ニューヨークと東京を往復し、世界中の書籍コンテンツに精通するリテラリーエージェント大原ケイが、トップエリートたちにいま、読まれている話題の最新ビジネス書を紹介する好評連載。第9回目は、ビジネス書の本場、アメリカのビジネス書賞について。

ビジネス書の本場・アメリカのビジネス書賞とその受賞作

 「ビジネス書大賞2017」が発表された。今年は『サピエンス全史 上・下』『ライフシフト』『やり抜く力』の3つの翻訳書がとにかく目立っていたが、ビジネス書を選ぶときに、こうした賞を参考にされているという方も多いのではないだろうか。

 それではビジネス書の本場米国には、どんな賞があるのだろうか?

 斬新な発想のビジネス書を次々と世に送り出すアメリカだが、ビジネス書に与えられる賞はじつはほとんどない。全米図書賞、ピューリッツァー賞、全米書評家協会賞、PEN協会賞あたりが一般書のメジャーな賞だが、そこにも「ビジネス書」「経済書」といったカテゴリーはない。

 数少ないながらもビジネス書を対象としているいちばん有名な賞としては、経済紙「ファイナンシャル・タイムズ」(日経が2015年暮れに買収したというニュースを覚えている人も多いのでは)とスーパーコンサルファーム、マッキンゼーが提携してスポンサーとなっている「ビジネス・ブック・オブ・ザ・イヤー」がある。2005年に設立されたので、歴史もさほど古いわけではない。

 その初回受賞作は、トーマス・フリードマンの『フラット化する世界』(日本経済新聞出版社)だった。さらには3年前のトマ・ピケティ『21世紀の資本』(みすず書房)など、日本語にも翻訳されてヒットした本もいくつかあるが、ウィリアム・コーハンの“THE LAST TYCOONS”や、モハマッド・エルエリアンの“WHEN MARKETS COLLIDE”など、未翻訳のものも多くある。

 ビジネス書に与えられる賞といってもウェブ上で発表するぐらいで、毎年11月にニューヨークで行われているという授賞式も、ファイナンシャル・タイムズやマッキンゼーが関わっているとは思えないほど地味だし、ニュースの速報で流れるわけでもない。賞金も3万ポンド(400万円強)と大した額ではない。

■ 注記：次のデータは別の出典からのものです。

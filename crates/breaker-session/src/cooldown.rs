//! Resend cooldown for verification codes.
//!
//! Every successful code request arms a single 60 second countdown; a new
//! code may not be requested while it is running. [`ResendCooldown`] is the
//! pure counter; [`CooldownTimer`] drives one on the runtime, ticking once
//! per second, and cancels its task when dropped.

use std::sync::{Arc, Mutex};
use tokio::task::JoinHandle;
use tokio::time::{interval, Duration};

/// Seconds a user must wait between verification-code requests.
pub const RESEND_COOLDOWN_SECS: u32 = 60;

/// Countdown gating how soon a verification code may be re-requested.
#[derive(Debug, Clone, Copy, PartialEq, Eq)]
pub struct ResendCooldown {
    remaining: u32,
}

impl ResendCooldown {
    /// An expired countdown: resend permitted.
    pub const fn idle() -> Self {
        Self { remaining: 0 }
    }

    /// A freshly armed countdown at the full duration.
    pub const fn armed() -> Self {
        Self {
            remaining: RESEND_COOLDOWN_SECS,
        }
    }

    /// One second elapsed.
    pub fn tick(&mut self) {
        self.remaining = self.remaining.saturating_sub(1);
    }

    /// Seconds left until resend is permitted.
    pub fn seconds_remaining(&self) -> u32 {
        self.remaining
    }

    /// Whether a resend is currently allowed.
    pub fn can_resend(&self) -> bool {
        self.remaining == 0
    }
}

impl Default for ResendCooldown {
    fn default() -> Self {
        Self::idle()
    }
}

/// A running countdown task.
///
/// Arms a [`ResendCooldown`] and decrements it once per second on the
/// runtime until it expires. Dropping the timer aborts the task, so a torn
/// down verification flow never leaves a ticker behind.
#[derive(Debug)]
pub struct CooldownTimer {
    state: Arc<Mutex<ResendCooldown>>,
    handle: JoinHandle<()>,
}

impl CooldownTimer {
    /// Start a fresh 60 second countdown.
    ///
    /// Must be called from within a Tokio runtime.
    pub fn start() -> Self {
        let state = Arc::new(Mutex::new(ResendCooldown::armed()));
        let ticker_state = state.clone();
        // created here so the tick schedule is anchored to the arm time,
        // not to the task's first poll
        let mut ticker = interval(Duration::from_secs(1));

        let handle = tokio::spawn(async move {
            // the first interval tick completes immediately
            ticker.tick().await;
            loop {
                ticker.tick().await;
                let Ok(mut cooldown) = ticker_state.lock() else {
                    break;
                };
                cooldown.tick();
                if cooldown.can_resend() {
                    break;
                }
            }
        });

        Self { state, handle }
    }

    /// Seconds left until resend is permitted.
    pub fn seconds_remaining(&self) -> u32 {
        self.state
            .lock()
            .map(|cooldown| cooldown.seconds_remaining())
            .unwrap_or(0)
    }

    /// Whether a resend is currently allowed.
    pub fn can_resend(&self) -> bool {
        self.seconds_remaining() == 0
    }
}

impl Drop for CooldownTimer {
    fn drop(&mut self) {
        self.handle.abort();
    }
}
//! Session state machine.
//!
//! [`SessionController`] owns the authoritative authentication record:
//! which phone number a code was requested for, whether verification is
//! pending, and who the session is authenticated as. All mutation goes
//! through `request_code`, `login`, `logout`, `refresh_user`, and one-time
//! `rehydrate`; consumers read through accessors.
//!
//! Boundary contract: network-facing operations return an
//! [`OperationOutcome`], never an error type. Transport errors, rejected
//! codes, and malformed responses all collapse into `success == false` with
//! a user-facing message; a failed operation leaves previously set fields
//! untouched, except that an authentication-rejected backend status ends
//! the session outright. Storage failures are logged and degrade to
//! in-memory-only sessions.

use std::sync::atomic::{AtomicBool, Ordering};
use std::sync::{Arc, RwLock, RwLockReadGuard, RwLockWriteGuard};

use breaker_api::{ApiError, SessionApi, UserProfile};
use breaker_core::phone;
use breaker_storage::{SessionVault, StoredCredential};

use crate::events::{NullSink, SessionEvent, SessionEventSink};
use crate::roles;
use crate::types::{Identity, OperationOutcome, RehydrateOutcome, SessionState};

#[derive(Default)]
struct SessionInner {
    phone_number: Option<String>,
    pending_verification: bool,
    identity: Option<Identity>,
    profile: Option<UserProfile>,
}

/// Long-lived authentication session controller.
///
/// One instance per process, shared behind an `Arc`. Locks are never held
/// across await points.
pub struct SessionController {
    api: Arc<dyn SessionApi>,
    vault: SessionVault,
    sink: Arc<dyn SessionEventSink>,
    inner: RwLock<SessionInner>,
    rehydrated: AtomicBool,
}

impl SessionController {
    /// Creates a controller with no session. Call [`rehydrate`] before
    /// exposing session state to consumers.
    ///
    /// [`rehydrate`]: SessionController::rehydrate
    pub fn new(api: Arc<dyn SessionApi>, vault: SessionVault) -> Self {
        Self::with_sink(api, vault, Arc::new(NullSink))
    }

    /// Creates a controller that emits session events into `sink`.
    pub fn with_sink(
        api: Arc<dyn SessionApi>,
        vault: SessionVault,
        sink: Arc<dyn SessionEventSink>,
    ) -> Self {
        Self {
            api,
            vault,
            sink,
            inner: RwLock::new(SessionInner::default()),
            rehydrated: AtomicBool::new(false),
        }
    }

    fn read_inner(&self) -> RwLockReadGuard<'_, SessionInner> {
        self.inner.read().expect("lock poisoned")
    }

    fn write_inner(&self) -> RwLockWriteGuard<'_, SessionInner> {
        self.inner.write().expect("lock poisoned")
    }

    // ========================================================================
    // Rehydration
    // ========================================================================

    /// Restores a persisted session, if any.
    ///
    /// Reads the credential key once per process lifetime, before any
    /// consumer looks at session state; later calls skip the store and
    /// report the in-memory state. Never touches the network: a restored
    /// credential alone makes the session authenticated.
    pub fn rehydrate(&self) -> RehydrateOutcome {
        if self.rehydrated.swap(true, Ordering::SeqCst) {
            tracing::debug!("Session already rehydrated");
            let inner = self.read_inner();
            return match &inner.identity {
                Some(identity) => RehydrateOutcome::Restored {
                    identity: identity.clone(),
                },
                None => RehydrateOutcome::NoCredential,
            };
        }

        match self.vault.load_credential() {
            Ok(Some(credential)) => {
                let identity = Identity::from_string(credential.identity);
                {
                    let mut inner = self.write_inner();
                    inner.identity = Some(identity.clone());
                    inner.phone_number = Some(credential.phone_number);
                    inner.pending_verification = false;
                }
                tracing::info!(identity = %identity, "Restored persisted session");
                self.sink.emit(SessionEvent::SessionRestored {
                    identity: identity.clone(),
                });
                RehydrateOutcome::Restored { identity }
            }
            Ok(None) => RehydrateOutcome::NoCredential,
            Err(err) => {
                tracing::warn!(error = %err, "Session store unavailable, starting unauthenticated");
                RehydrateOutcome::StorageUnavailable
            }
        }
    }

    // ========================================================================
    // Operations
    // ========================================================================

    /// Asks the backend to deliver a verification code to `phone_number`
    /// (digits only, country code included).
    ///
    /// On success the phone number is held in memory and verification
    /// becomes pending; nothing is persisted until login succeeds. On
    /// failure the session is left exactly as it was.
    pub async fn request_code(&self, phone_number: &str) -> OperationOutcome {
        if !phone::is_valid(phone_number) {
            return OperationOutcome::failure("Enter a valid phone number with country code.");
        }

        match self.api.request_verification_code(phone_number).await {
            Ok(ack) if ack.success => {
                {
                    let mut inner = self.write_inner();
                    inner.phone_number = Some(phone_number.to_string());
                    inner.pending_verification = true;
                }
                tracing::info!(phone_number = %phone_number, "Verification code requested");
                self.sink.emit(SessionEvent::CodeRequested {
                    phone_number: phone_number.to_string(),
                });
                OperationOutcome::ok()
            }
            Ok(ack) => OperationOutcome::failure(
                ack.message
                    .unwrap_or_else(|| "Could not request the verification code.".to_string()),
            ),
            Err(err) => {
                tracing::warn!(error = %err, "Verification code request failed");
                OperationOutcome::failure("Could not request the code. Check your connection.")
            }
        }
    }

    /// Redeems a 6-digit verification code for the pending phone number.
    ///
    /// Fails fast without a network call when no code was requested. On
    /// success the identity and profile come from the response and the
    /// credential is persisted before the outcome is reported. A rejected
    /// code surfaces the backend's message and keeps verification pending,
    /// so the same phone number can retry with a fresh code.
    pub async fn login(&self, code: &str) -> OperationOutcome {
        let phone_number = {
            let inner = self.read_inner();
            match &inner.phone_number {
                Some(phone_number) if inner.pending_verification => phone_number.clone(),
                _ => {
                    return OperationOutcome::failure(
                        "No verification in progress. Request a code first.",
                    )
                }
            }
        };

        match self.api.redeem_verification_code(&phone_number, code).await {
            Ok(response) => match response.user {
                Some(user) if response.success => {
                    let identity = Identity::from_string(user.id.clone());
                    let credential = StoredCredential::new(identity.as_str(), &phone_number);
                    if let Err(err) = self.vault.store_credential(&credential) {
                        tracing::warn!(error = %err, "Could not persist session credential");
                    }
                    {
                        let mut inner = self.write_inner();
                        inner.identity = Some(identity.clone());
                        inner.profile = Some(user);
                        inner.pending_verification = false;
                    }
                    tracing::info!(identity = %identity, "Logged in");
                    self.sink.emit(SessionEvent::LoggedIn {
                        identity: identity.clone(),
                    });
                    OperationOutcome::ok()
                }
                _ => OperationOutcome::failure(
                    response
                        .message
                        .unwrap_or_else(|| "Invalid verification code.".to_string()),
                ),
            },
            Err(err) => {
                tracing::warn!(error = %err, "Code verification failed");
                OperationOutcome::failure("Could not verify the code. Check your connection.")
            }
        }
    }

    /// Clears the session and removes the persisted credential.
    ///
    /// Idempotent: calling while already unauthenticated does nothing.
    pub fn logout(&self) {
        if let Err(err) = self.vault.clear_credential() {
            tracing::warn!(error = %err, "Could not clear persisted credential");
        }

        let was_authenticated = {
            let mut inner = self.write_inner();
            let had_identity = inner.identity.is_some();
            *inner = SessionInner::default();
            had_identity
        };

        if was_authenticated {
            tracing::info!("Logged out");
            self.sink.emit(SessionEvent::LoggedOut);
        }
    }

    /// Discards the session when the backend answers that the credential
    /// itself is no longer accepted. Returns true when a revocation was
    /// handled, false for every other error.
    fn discard_revoked_session(&self, error: &ApiError) -> bool {
        if !error.is_auth_rejection() {
            return false;
        }

        if let Err(err) = self.vault.clear_credential() {
            tracing::warn!(error = %err, "Could not clear persisted credential");
        }

        let was_authenticated = {
            let mut inner = self.write_inner();
            let had_identity = inner.identity.is_some();
            *inner = SessionInner::default();
            had_identity
        };

        if was_authenticated {
            tracing::warn!("Session revoked by the backend");
            self.sink.emit(SessionEvent::SessionRevoked);
        }
        true
    }

    /// Re-fetches the profile for the current identity.
    ///
    /// On failure the previously cached profile stays available and the
    /// authentication state is untouched, unless the backend answered that
    /// the credential itself is no longer valid; a revoked session is
    /// discarded like a logout.
    pub async fn refresh_user(&self) -> OperationOutcome {
        let identity = {
            let inner = self.read_inner();
            match &inner.identity {
                Some(identity) => identity.clone(),
                None => return OperationOutcome::failure("Not logged in."),
            }
        };

        match self.api.fetch_profile(identity.as_str()).await {
            Ok(response) => match response.user {
                Some(user) if response.success => {
                    self.write_inner().profile = Some(user);
                    self.sink.emit(SessionEvent::ProfileRefreshed {
                        identity: identity.clone(),
                    });
                    OperationOutcome::ok()
                }
                _ => OperationOutcome::failure(
                    response
                        .message
                        .unwrap_or_else(|| "Could not refresh your profile.".to_string()),
                ),
            },
            Err(err) => {
                if self.discard_revoked_session(&err) {
                    return OperationOutcome::failure("Your session has expired. Log in again.");
                }
                tracing::warn!(error = %err, "Profile refresh failed");
                OperationOutcome::failure("Could not refresh your profile.")
            }
        }
    }

    /// Whether the logged-in user is on the administrator roster.
    ///
    /// Fetches the roster and derives the role. Any failure, including not
    /// being logged in, yields false so admin-only surfaces stay hidden. An
    /// authentication-rejected answer additionally discards the session.
    pub async fn current_user_is_admin(&self) -> bool {
        let identity = {
            let inner = self.read_inner();
            match &inner.identity {
                Some(identity) => identity.clone(),
                None => return false,
            }
        };

        match self.api.fetch_admin_roster().await {
            Ok(response) if response.success => roles::is_admin(&identity, &response.admins),
            Ok(_) => false,
            Err(err) => {
                if !self.discard_revoked_session(&err) {
                    tracing::warn!(error = %err, "Admin roster fetch failed");
                }
                false
            }
        }
    }

    // ========================================================================
    // Read access
    // ========================================================================

    /// The phone number a code was requested for, if any.
    pub fn phone_number(&self) -> Option<String> {
        self.read_inner().phone_number.clone()
    }

    /// The authenticated identity, if any.
    pub fn identity(&self) -> Option<Identity> {
        self.read_inner().identity.clone()
    }

    /// True iff an identity is set.
    pub fn is_authenticated(&self) -> bool {
        self.read_inner().identity.is_some()
    }

    /// Whether a requested code is still awaiting verification.
    pub fn pending_verification(&self) -> bool {
        self.read_inner().pending_verification
    }

    /// The cached profile, if any.
    pub fn profile(&self) -> Option<UserProfile> {
        self.read_inner().profile.clone()
    }

    /// The current lifecycle state, derived from the session fields.
    pub fn state(&self) -> SessionState {
        let inner = self.read_inner();
        if inner.identity.is_some() {
            SessionState::Authenticated
        } else if inner.pending_verification {
            SessionState::CodeRequested
        } else {
            SessionState::Unauthenticated
        }
    }
}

 事前に発表される最優秀賞のロングリスト(初戦突破みたいなもの)とショートリスト(最終候補作品)の発表はウェブ上でひっそり行われ、いつのまにか決まっている感じだ。賞をとったからといって、一躍注目されて急に売れたりするわけでもない。

 さらに地味なビジネス書賞として「アクシオム」ビジネス書賞というのがある。こちらも創業2007年とまだ10年も経っていない。この賞は受賞作を1冊を選ぶのではなく、ジャンルが細かく分かれていて、それはなんと22部門にも及ぶ。

 一般ビジネス論や経済論から、セールス(営業スキルアップ)といった日本でも需要がありそうなジャンル、あんまり関係なさそうなネットワーキングや転職(アメリカではずっと同じ会社に勤めるのではなく、個人の業績を積んでもっと条件のいい転勤先に移って出世していくので、こういう本の需要がある)、ビジネスメモワール・評伝までと様々だ。22番目のカテゴリー、Business Fable(ビジネス寓話)というカテゴリーは聞きなれないかもしれないが、『チーズはどこへ消えた?』(扶桑社)、『仕事は楽しいかね?』(きこ書房)などのタイトルがそれに当たるといえばピンと来るだろう。